There are thousands of commuters who do this type of commuting.  What you suggest is very intensive, up at 6am to be in work for 9am.  Long term, get a job in Kilkenny.


----------



## angela59 (28 Jan 2014)

Newbie! said:


> The time has come for us to consider moving out of Dublin as it is the only manner in which we can upgrade our house and manage the negative equity which will arise when we sell our own house.
> 
> As we have family nearby, we are looking at moving to Thomastown or close to Kilkenny city. I will continue to work in Dublin city centre and my husband will hopefully find work locally. I'm curious if anyone else here currently does that commute? It would mean a 35 minute drive to Bagenalstown and then getting the 7am train to Dublin which arrives to Hueston at 8:10. I could leave my bike there overnight and cycle about 10mins into work to be in before 9am. Getting the 5:30 train home would have me home around 7:30pm mark.
> 
> ...



Hi Newbie,

I live not far from Bagenalstown.  The drive from Thomastown in itself is quite a drive every day, good enough road but before you even get on the train this is a serious commute everyday.  Would you now buy nearer Carlow or even Bagenalstown - there are some nice houses that are not as expensive as dublin - not sure if you are looking to buy rural or town but you could pick up a nice house in the country on 3/4 acre not far from a town.  The other option would be if you purchased not far from the motorway, paulstown which is co. Kilkenny or south of carlow, Leighlinbridge and you could commute up to Dublin by car takes depending on where you go and traffic but from our house which is not far from motorway to newlands 1 hour 15 mins depending on traffic of course.   But that drive from Thomastown everyday before you get to Bagenalstown is a serious drive and would be a good 45 minute drive.  I don't commute but am familiar with the area and I know you want to be near family.  I would imagine that you would be exhausted mentally and physically with this journey.  I do now people commuting from Bagenalstown and Carlow to Dublin and this would not be as bad in my opinion.


----------



## clownie (28 Jan 2014)

I have 3 children and my commute to work is about 1 hour. I find it very tiring especially if I have been up during the night with the kids. 1 hour is long enough. The hard part is that no matter how early or late I leave for work I am an hour away. You don't mention if you have children but it can be worrying if you get a call to say that they are ill even if your partner is home. or if (as happened to me when my kids were very small) dh had a vomiting bug and I had to get home to them. Commutes are physically and mentally very tiring.


----------



## Bonaparte (29 Jan 2014)

Why can't you get the 06:24 from Thomastown to Heuston? This will get you to Heuston for 08:11 and even passes through Bagenalstown!


----------



## Ceist Beag (29 Jan 2014)

Do you have the option of working remotely for some of the days? I do a similar commute one day a week and would find it exhausting if I had to do this every day.


----------



## Alexmartin (1 Feb 2014)

I used to do a commute of about 35km each way and then train the rest of the way, which is similar to your trip from Thomastown to bagnalstown.
While I didnt mind the commute so much it was shocking when I worked out the cost of it.

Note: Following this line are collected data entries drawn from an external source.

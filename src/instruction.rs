//! Instruction tokenizer: parses one textual instruction into a typed
//! variant with typed payloads (REDESIGN FLAGS §9 — a tagged enum
//! replaces the source's string-compared `{op, args}` pair).

use crate::model::ids::{SiteId, TransactionId, VariableId};

#[derive(Debug, Clone, Copy, PartialEq, Eq)]
pub enum Instruction {
    Begin(TransactionId),
    Read(TransactionId, VariableId),
    Write(TransactionId, VariableId, i64),
    End(TransactionId),
    Fail(SiteId),
    Recover(SiteId),
    Dump,
}

impl Instruction {
    /// True for the instructions the simulator routes to the site
    /// manager rather than the transaction manager.
    pub fn is_site_directed(&self) -> bool {
        matches!(self, Instruction::Fail(_) | Instruction::Recover(_) | Instruction::Dump)
    }
}

fn parse_txn_id(s: &str) -> Result<TransactionId, String> {
    let s = s.trim();
    s.strip_prefix('T')
        .ok_or_else(|| format!("expected a transaction name like T1, got '{}'", s))?
        .parse()
        .map_err(|_| format!("transaction name '{}' has a non-numeric id", s))
}

fn parse_var_id(s: &str) -> Result<VariableId, String> {
    let s = s.trim();
    s.strip_prefix('x')
        .ok_or_else(|| format!("expected a variable name like x1, got '{}'", s))?
        .parse()
        .map_err(|_| format!("variable name '{}' has a non-numeric id", s))
}

fn parse_site_id(s: &str) -> Result<SiteId, String> {
    s.trim()
        .parse()
        .map_err(|_| format!("expected a numeric site id, got '{}'", s))
}

/// Parse one `name(arg1, arg2, ...)` instruction. Whitespace around
/// arguments is ignored. Returns `Err` (message, not a thrown
/// exception) for anything malformed — the caller logs and skips it.
pub fn parse_instruction(text: &str) -> Result<Instruction, String> {
    let text = text.trim();
    let open = text
        .find('(')
        .ok_or_else(|| format!("missing '(' in instruction '{}'", text))?;
    let name = text[..open].trim();
    let close = text
        .rfind(')')
        .ok_or_else(|| format!("missing ')' in instruction '{}'", text))?;
    if close < open {
        return Err(format!("malformed parentheses in instruction '{}'", text));
    }
    let args: Vec<&str> = text[open + 1..close]
        .split(',')
        .map(|a| a.trim())
        .filter(|a| !a.is_empty())
        .collect();

    match name {
        "begin" => {
            require_args(&args, 1, name)?;
            Ok(Instruction::Begin(parse_txn_id(args[0])?))
        }
        "R" => {
            require_args(&args, 2, name)?;
            Ok(Instruction::Read(parse_txn_id(args[0])?, parse_var_id(args[1])?))
        }
        "W" => {
            require_args(&args, 3, name)?;
            let value: i64 = args[2]
                .parse()
                .map_err(|_| format!("write value '{}' is not an integer", args[2]))?;
            Ok(Instruction::Write(
                parse_txn_id(args[0])?,
                parse_var_id(args[1])?,
                value,
            ))
        }
        "end" => {
            require_args(&args, 1, name)?;
            Ok(Instruction::End(parse_txn_id(args[0])?))
        }
        "fail" => {
            require_args(&args, 1, name)?;
            Ok(Instruction::Fail(parse_site_id(args[0])?))
        }
        "recover" => {
            require_args(&args, 1, name)?;
            Ok(Instruction::Recover(parse_site_id(args[0])?))
        }
        "dump" => Ok(Instruction::Dump),
        other => Err(format!("unknown instruction '{}'", other)),
    }
}

fn require_args(args: &[&str], n: usize, name: &str) -> Result<(), String> {
    if args.len() != n {
        Err(format!(
            "'{}' expects {} argument(s), got {}",
            name,
            n,
            args.len()
        ))
    } else {
        Ok(())
    }
}

/// Split a raw input line on `;` into individual instruction texts,
/// dropping a leading `//` comment line entirely.
pub fn split_line(line: &str) -> Vec<&str> {
    let line = line.trim();
    if line.starts_with("//") || line.is_empty() {
        return Vec::new();
    }
    line.split(';')
        .map(|s| s.trim())
        .filter(|s| !s.is_empty() && !s.starts_with("//"))
        .collect()
}
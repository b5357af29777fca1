//! Shared identifier aliases and small enums used across the data model.

/// Identifier of a transaction (the `N` in `TN`).
pub type TransactionId = u32;

/// Identifier of a variable (the `N` in `xN`), 1-based.
pub type VariableId = u32;

/// Identifier of a site, 1-based.
pub type SiteId = u32;

/// Logical clock reading. The simulator has no wall-clock time, only
/// this monotonically increasing counter.
pub type Time = u64;

/// A read or a write, as recorded in a transaction's access log and
/// site-access list.
#[derive(Debug, Clone, Copy, PartialEq, Eq, Hash)]
pub enum Operation {
    Read,
    Write,
}

impl Operation {
    pub fn as_letter(self) -> char {
        match self {
            Operation::Read => 'R',
            Operation::Write => 'W',
        }
    }
}
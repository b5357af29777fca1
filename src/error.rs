//! Error types for the simulator.
//!
//! Transaction aborts are never represented here — they are a
//! `TransactionStatus` plus a log line (see `model::transaction`). This
//! enum only covers the I/O and input boundary: opening files, reading
//! lines, and parsing CLI flags.

use std::fmt;
use std::io;

/// Unified error type for repcrec operations.
#[derive(Debug)]
pub enum RepCRecError {
    /// I/O error (opening/reading the instruction file or output file).
    Io(io::Error),
    /// A line could not be parsed into a well-formed instruction.
    Parse(String),
    /// A CLI flag was malformed (e.g. a non-numeric argument to `-n`).
    Cli(String),
}

impl fmt::Display for RepCRecError {
    fn fmt(&self, f: &mut fmt::Formatter<'_>) -> fmt::Result {
        match self {
            RepCRecError::Io(e) => write!(f, "{}", e),
            RepCRecError::Parse(msg) => write!(f, "parse error: {}", msg),
            RepCRecError::Cli(msg) => write!(f, "invalid argument: {}", msg),
        }
    }
}

impl std::error::Error for RepCRecError {}

impl From<io::Error> for RepCRecError {
    fn from(e: io::Error) -> Self {
        RepCRecError::Io(e)
    }
}

/// Result type alias for repcrec operations.
pub type Result<T> = std::result::Result<T, RepCRecError>;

It will cost you €15 per day just in fuel (at todays prices, what about when it goes up), without counting wear and tear on your car.

Thats €300 per month or €3000 per year.
Then theres your yearly train ticket.  Im guessing not less that €2000 with taxsaver if you are a high rate tax payer, €3000 if you are a 20% tax payer.

So €5000 per year on your commute without even thinking about car wear and tear.

You have to earn around €10000 to pay for that commute if you are a 41% tax payer.

And do you have to pay for parking in Bagnalstown.  If not what will you do when pay parking arrives there as it is everywhere else.


----------



## so-crates (19 Feb 2014)

Hi Newbie! I have experience of the commute from Carlow to Dublin over many years. I would agree with other posters, living in Thomastown and driving to Bagnelstown is needlessly stressful (and as someone has pointed out, the 6:56 train from Bagnelstown is the 6:24 from Thomastown and 6:39 from Kilkenny so there is little added value in driving to Bagnelstown unless it saved you more than the ticket cost. I think you would be better off considering living in or near Carlow or Bagnelstown.
In terms of timeliness, the morning trains are generally good though of late hampered by the weather we have had some rather later than usual returns! You can carry a bike on the train and more than one person does so from Carlow and Athy. Parking a bike at Heuston station means a hike backwards to the carpark, you would have to factor in at least ten minutes for that alone. Would walking or Luas or bus be an option? You will definitely get a seat in the morning on the train, I am not sure about the 5:30 return as I have not travelled it since they started reconfiguring trains but generally in evening trains to Waterford you will get a seat and if you are ever standing, you will definitely  get a seat at Newbridge. 
Without a doubt go for the Taxsaver, a monthly ticket from Bagnelstown to Heuston is €340 face value, making it €234 if you pay 21%, €163 if you are on the higher tax rate. An annual ticket is usually the same price as 10 months, so an annual taxsaver ticket from Bagnelstown to Heuston would be €2340 or €1630 depending on your tax rate. Info on ticket prices here ([broken link removed]). Info on Taxsaver here (http://www.taxsaver.ie). 
Oh and parking at Bagnelstown is currently free but that is likely to change so you would need to factor in that cost.


----------



## Bronte (19 Feb 2014)

Newbie! said:


> It would mean a 35 minute drive to Bagenalstown and then getting the 7am train to Dublin which arrives to Hueston at 8:10. I could leave my bike there overnight and cycle about 10mins into work to be in before 9am. Getting the 5:30 train home would have me home around 7:30pm mark.
> 
> b: is the commuting hard on you physically and mentally?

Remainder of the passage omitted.